11.Sep.2010 Japanese Children’s Favourite Stories compiled by Florence Sakade & Yoshisuke Kurosaki

In preparation for another visit to Japan I’ve been reading the children some Japanese folk tales – as well as watching large swathes of the Studio Ghibli films, paying particular attention to the shape-changing Tokyo-dwelling racoons in the quirky Pom Poko. I probably would have introduced the awesomely weird Great Yokai War had they been a bit older.

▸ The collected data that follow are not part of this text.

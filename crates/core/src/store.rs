//! In-memory job registry: groups of pending jobs plus per-job status records.
//!
//! Both registries sit behind one [`RwLock`]. Every public method takes the
//! lock once, for the duration of that method only, and never awaits anything
//! else while holding it. Test-runner invocations therefore always happen with
//! the lock released.

use std::collections::HashMap;

use indexmap::IndexMap;
use tokio::sync::RwLock;

use crate::error::CoreError;
use crate::job::{GroupKey, JobPayload};
use crate::status::{JobResult, JobState, StatusRecord};
use crate::types::{GroupId, JobId};

/// A snapshot of one bucket handed to the execution engine.
#[derive(Debug, Clone)]
pub struct Group {
    pub id: GroupId,
    pub key: GroupKey,
    /// Jobs in arrival order.
    pub jobs: Vec<(JobId, JobPayload)>,
}

struct Bucket {
    key: GroupKey,
    jobs: Vec<(JobId, JobPayload)>,
    /// Set once `next_group` has handed this bucket out. A dequeued bucket
    /// accepts no further jobs.
    dequeued: bool,
}

#[derive(Default)]
struct Registry {
    /// Buckets keyed by instance id. Ids increase monotonically, so map order
    /// is bucket-creation order.
    groups: IndexMap<GroupId, Bucket>,
    /// The bucket currently accepting new jobs for each key.
    open: HashMap<GroupKey, GroupId>,
    statuses: HashMap<JobId, StatusRecord>,
    next_group_id: u64,
}

/// Registry of job groups and status records.
///
/// Thread-safe via interior `RwLock`; designed to be wrapped in `Arc` and
/// shared between request handlers and the scheduler.
#[derive(Default)]
pub struct JobStore {
    inner: RwLock<Registry>,
}

impl JobStore {
    pub fn new() -> Self {
        Self::default()
    }

    /// Register a job and return its freshly generated id.
    ///
    /// The job is appended to the open bucket for its [`GroupKey`], creating a
    /// new bucket when none is open. A `queued` status record is created.
    pub async fn enqueue(&self, job: JobPayload) -> JobId {
        let job_id = JobId::new();
        let key = GroupKey::of(&job);

        let mut guard = self.inner.write().await;
        let reg = &mut *guard;

        let group_id = match reg.open.get(&key).copied() {
            Some(id) => id,
            None => {
                let id = GroupId(reg.next_group_id);
                reg.next_group_id += 1;
                reg.groups.insert(
                    id,
                    Bucket {
                        key: key.clone(),
                        jobs: Vec::new(),
                        dequeued: false,
                    },
                );
                reg.open.insert(key.clone(), id);
                tracing::debug!(group_id = %id, group_key = %key, "Created job group");
                id
            }
        };

        if let Some(bucket) = reg.groups.get_mut(&group_id) {
            bucket.jobs.push((job_id, job));
        }
        reg.statuses.insert(job_id, StatusRecord::queued(job_id));

        job_id
    }

    /// Current status of `job_id`, or a synthetic `not_found` record.
    pub async fn get_status(&self, job_id: &JobId) -> StatusRecord {
        self.inner
            .read()
            .await
            .statuses
            .get(job_id)
            .cloned()
            .unwrap_or_else(|| StatusRecord::not_found(job_id.to_string()))
    }

    /// Hand out the oldest non-empty bucket that has not been dequeued yet.
    ///
    /// The bucket stays in the registry (and in the debug listing) until
    /// [`remove_group`](Self::remove_group) is called, but stops accepting
    /// jobs: later submissions under the same key open a new bucket.
    pub async fn next_group(&self) -> Option<Group> {
        let mut guard = self.inner.write().await;
        let reg = &mut *guard;

        let (id, bucket) = reg
            .groups
            .iter_mut()
            .find(|(_, b)| !b.dequeued && !b.jobs.is_empty())?;

        bucket.dequeued = true;
        let group = Group {
            id: *id,
            key: bucket.key.clone(),
            jobs: bucket.jobs.clone(),
        };

        if reg.open.get(&group.key) == Some(&group.id) {
            reg.open.remove(&group.key);
        }

        Some(group)
    }

    /// Delete the oldest bucket for `key`. No-op if there is none.
    ///
    /// While a group is in flight its bucket is always the oldest one for
    /// its key, so this removes exactly the group that just finished.
    pub async fn remove_group(&self, key: &GroupKey) {
        let mut reg = self.inner.write().await;

        let Some(index) = reg.groups.values().position(|b| &b.key == key) else {
            return;
        };
        if let Some((id, _)) = reg.groups.shift_remove_index(index) {
            if reg.open.get(key) == Some(&id) {
                reg.open.remove(key);
            }
            tracing::debug!(group_id = %id, group_key = %key, "Removed job group");
        }
    }

    /// Move a queued job to `running`.
    pub async fn mark_running(&self, job_id: &JobId) -> Result<(), CoreError> {
        let mut reg = self.inner.write().await;
        let record = lookup(&mut reg.statuses, job_id)?;
        transition(record, job_id, JobState::Running)?;
        record.started_at = Some(chrono::Utc::now());
        Ok(())
    }

    /// Move a running job to a terminal state, recording its outcome.
    pub async fn mark_finished(
        &self,
        job_id: &JobId,
        state: JobState,
        message: String,
        result: JobResult,
    ) -> Result<(), CoreError> {
        let mut reg = self.inner.write().await;
        let record = lookup(&mut reg.statuses, job_id)?;
        if !state.is_terminal() {
            return Err(CoreError::InvalidTransition {
                job_id: *job_id,
                from: record.status,
                to: state,
            });
        }
        transition(record, job_id, state)?;
        record.message = Some(message);
        record.result = Some(result);
        record.finished_at = Some(chrono::Utc::now());
        Ok(())
    }

    /// Job ids per non-empty group, keyed by the group key's textual form,
    /// in bucket-creation order.
    ///
    /// If an in-flight bucket and a newer bucket share a key, their ids are
    /// listed together under that key, oldest first.
    pub async fn group_listing(&self) -> IndexMap<String, Vec<JobId>> {
        let reg = self.inner.read().await;
        let mut listing: IndexMap<String, Vec<JobId>> = IndexMap::new();
        for bucket in reg.groups.values().filter(|b| !b.jobs.is_empty()) {
            listing
                .entry(bucket.key.to_string())
                .or_default()
                .extend(bucket.jobs.iter().map(|(id, _)| *id));
        }
        listing
    }

    /// Number of buckets currently registered (pending or in flight).
    pub async fn group_count(&self) -> usize {
        self.inner.read().await.groups.len()
    }

    /// Number of status records ever created.
    pub async fn job_count(&self) -> usize {
        self.inner.read().await.statuses.len()
    }
}

fn lookup<'a>(
    statuses: &'a mut HashMap<JobId, StatusRecord>,
    job_id: &JobId,
) -> Result<&'a mut StatusRecord, CoreError> {
    statuses.get_mut(job_id).ok_or_else(|| CoreError::NotFound {
        entity: "Job",
        id: job_id.to_string(),
    })
}

fn transition(record: &mut StatusRecord, job_id: &JobId, to: JobState) -> Result<(), CoreError> {
    if !record.status.can_transition_to(to) {
        return Err(CoreError::InvalidTransition {
            job_id: *job_id,
            from: record.status,
            to,
        });
    }
    record.status = to;
    Ok(())
}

I was looking for some good, well illustrated, collections of stories and came across Florence Sakade & Yoshisuke Kurosaki’s Japanese Children’s Favourite Stories at a local bookshop. Originally compiled in 1953 from stories in an English-language version of a Japanese children’s magazine of the time, I bought the third edition (2007) which has lovely coloured illustrations and an audio CD of the stories for the car.

I’ve been really impressed with the attention that these stories have managed to keep when I read them to the kids. The stories are the right length to get through a few in a night. We’re particular fans of the Why The Jellyfish Has No Bones and The Old Man Who Man Who Made Trees Blossom – both stories with absolutely horrible evil protagonists; and of course, The Rabbit In The Moon is a great short story which helps explain why the ‘rabbit is making moon cakes’ at full moon.


(And, coming back to the Great Yokai War, I’m really hoping we can pick up a copy of the Shugeru Mizaki’s Yokai Encyclopedia – but in the meantime The Obakemono Project is a fantastic online resource for the weirdest Japanese goblins!)